90 minutes to answer the question.
30 minutes to read, annotate and plan the commentary
50 minutes to write the answer
10 minutes to read and edit
The Plan - the first twenty minutes
Annotate the texts fully using a pencil - notes in the margin, underline, circle words/phrases
First Reading
- Quickly identify audience, purpose and genre - the general and text introduction will help you address these issues
- How is the theme presented in each text?
- What is the attitude each narrator has towards the theme
- What is the basic structure of each text?
- What different kinds of writing can you identfy in the texts - link this to the main genre of each text you are studying.
- Identify the key linguistic and literary features of each text - be aware of rhetorical and spoken language features in each text
Second Reading
- Carefully identify quotations you can use to support your responses to audience, purposes and genre. Identify quotations that you can write a lot about.
- Be really clear about the similarities and differences in the presentation of the linking theme between all three texts. Find evidence.
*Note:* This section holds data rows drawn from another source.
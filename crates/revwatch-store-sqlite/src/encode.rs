//! Encoding and decoding helpers between domain types and the plain-text
//! representations stored in SQLite columns.
//!
//! Timestamps are fixed-width RFC 3339 strings (nanoseconds, `Z`) so that
//! text order matches time order. UUIDs are hyphenated lowercase strings and
//! booleans are 0/1 integers.

use chrono::{DateTime, SecondsFormat, Utc};
use revwatch_core::{
  profile::Profile,
  review::Review,
  subscription::Subscription,
};
use uuid::Uuid;

use crate::{Error, Result};

// ─── Uuid ─────────────────────────────────────────────────────────────────────

pub fn encode_uuid(id: Uuid) -> String { id.hyphenated().to_string() }

pub fn decode_uuid(s: &str) -> Result<Uuid> { Ok(Uuid::parse_str(s)?) }

// ─── DateTime<Utc> ────────────────────────────────────────────────────────────

pub fn encode_dt(dt: DateTime<Utc>) -> String {
  dt.to_rfc3339_opts(SecondsFormat::Nanos, true)
}

pub fn decode_dt(s: &str) -> Result<DateTime<Utc>> {
  DateTime::parse_from_rfc3339(s)
    .map(|dt| dt.with_timezone(&Utc))
    .map_err(|e| Error::DateParse(e.to_string()))
}

// ─── Column lists ─────────────────────────────────────────────────────────────

/// Column order read by [`RawProfile::from_row`]; `p` aliases `profiles`.
pub const PROFILE_COLUMNS: &str =
  "p.profile_id, p.display_name, p.latest_review_id, p.created_at";

/// Column order read by [`RawReview::from_row`]; `r` aliases `reviews`.
pub const REVIEW_COLUMNS: &str = "r.review_id, r.profile_id, r.place_id, \
   r.place_name, r.star_rating, r.body, r.body_original, r.crawled_at";

/// Column order read by [`RawSubscription::from_row`]; `s` aliases
/// `subscriptions`.
pub const SUBSCRIPTION_COLUMNS: &str = "s.subscription_id, s.group_id, \
   s.channel_id, s.profile_id, s.deliver_original, s.created_at";

// ─── Row types ───────────────────────────────────────────────────────────────

/// Raw values read directly from a `profiles` row.
pub struct RawProfile {
  pub profile_id:       String,
  pub display_name:     String,
  pub latest_review_id: Option<String>,
  pub created_at:       String,
}

impl RawProfile {
  pub fn from_row(row: &rusqlite::Row<'_>, offset: usize) -> rusqlite::Result<Self> {
    Ok(Self {
      profile_id:       row.get(offset)?,
      display_name:     row.get(offset + 1)?,
      latest_review_id: row.get(offset + 2)?,
      created_at:       row.get(offset + 3)?,
    })
  }

  pub fn into_profile(self) -> Result<Profile> {
    Ok(Profile {
      profile_id:       self.profile_id,
      display_name:     self.display_name,
      latest_review_id: self
        .latest_review_id
        .as_deref()
        .map(decode_uuid)
        .transpose()?,
      created_at:       decode_dt(&self.created_at)?,
    })
  }
}

/// Raw values read directly from a `reviews` row.
pub struct RawReview {
  pub review_id:     String,
  pub profile_id:    String,
  pub place_id:      String,
  pub place_name:    String,
  pub star_rating:   i64,
  pub body:          String,
  pub body_original: Option<String>,
  pub crawled_at:    String,
}

impl RawReview {
  pub fn from_row(row: &rusqlite::Row<'_>, offset: usize) -> rusqlite::Result<Self> {
    Ok(Self {
      review_id:     row.get(offset)?,
      profile_id:    row.get(offset + 1)?,
      place_id:      row.get(offset + 2)?,
      place_name:    row.get(offset + 3)?,
      star_rating:   row.get(offset + 4)?,
      body:          row.get(offset + 5)?,
      body_original: row.get(offset + 6)?,
      crawled_at:    row.get(offset + 7)?,
    })
  }

  pub fn into_review(self) -> Result<Review> {
    let star_rating = u8::try_from(self.star_rating)
      .map_err(|_| Error::Corrupt(format!("star rating {}", self.star_rating)))?;

    Ok(Review {
      review_id: decode_uuid(&self.review_id)?,
      profile_id: self.profile_id,
      place_id: self.place_id,
      place_name: self.place_name,
      star_rating,
      body: self.body,
      body_original_language: self.body_original,
      crawled_at: decode_dt(&self.crawled_at)?,
    })
  }
}

/// Raw values read directly from a `subscriptions` row.
pub struct RawSubscription {
  pub subscription_id:  String,
  pub group_id:         String,
  pub channel_id:       String,
  pub profile_id:       String,
  pub deliver_original: bool,
  pub created_at:       String,
}

impl RawSubscription {
  pub fn from_row(row: &rusqlite::Row<'_>, offset: usize) -> rusqlite::Result<Self> {
    Ok(Self {
      subscription_id:  row.get(offset)?,
      group_id:         row.get(offset + 1)?,
      channel_id:       row.get(offset + 2)?,
      profile_id:       row.get(offset + 3)?,
      deliver_original: row.get(offset + 4)?,
      created_at:       row.get(offset + 5)?,
    })
  }

  pub fn into_subscription(self) -> Result<Subscription> {
    Ok(Subscription {
      subscription_id:           decode_uuid(&self.subscription_id)?,
      group_id:                  self.group_id,
      channel_id:                self.channel_id,
      profile_id:                self.profile_id,
      deliver_original_language: self.deliver_original,
      created_at:                decode_dt(&self.created_at)?,
    })
  }
}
- Also be really clear about the similarities and differences in attitudes towards the linking theme in all three texts. Find evidence.
- Find examples of the different sub-genres of writing in each text. For example descriptive writing, dialogue, narrative.
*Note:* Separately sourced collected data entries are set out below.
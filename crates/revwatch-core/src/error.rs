//! Error types for `revwatch-core`.

use thiserror::Error;

#[derive(Debug, Error, PartialEq, Eq)]
pub enum Error {
  #[error("profile id must not be empty")]
  EmptyProfileId,

  #[error("profile id is {0} characters long, the limit is {max}", max = crate::profile::MAX_PROFILE_ID_LEN)]
  ProfileIdTooLong(usize),

  #[error("profile id {0:?} contains path or control characters")]
  ProfileIdMalformed(String),

  #[error("star rating {0} is outside 0..=5")]
  StarRatingOutOfRange(u8),

  #[error("{0} must not be empty")]
  EmptyField(&'static str),
}

pub type Result<T, E = Error> = std::result::Result<T, E>;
- Identify as clearly as possible the different effects on the audience created by the various literary and linguistic techniques in each text.
- Draw up a list of bullet points using whatever commentary structure best suites you. Remember that each bullet point represents a paragraph
- Write the points you feel most confident about first of all.
- With each bullet point make a brief note identifying the quote you are going to use.
- And briefly note what features you are going to comment on for each bullet point.
- Number each bullet point according to the order you are going to write the commentary.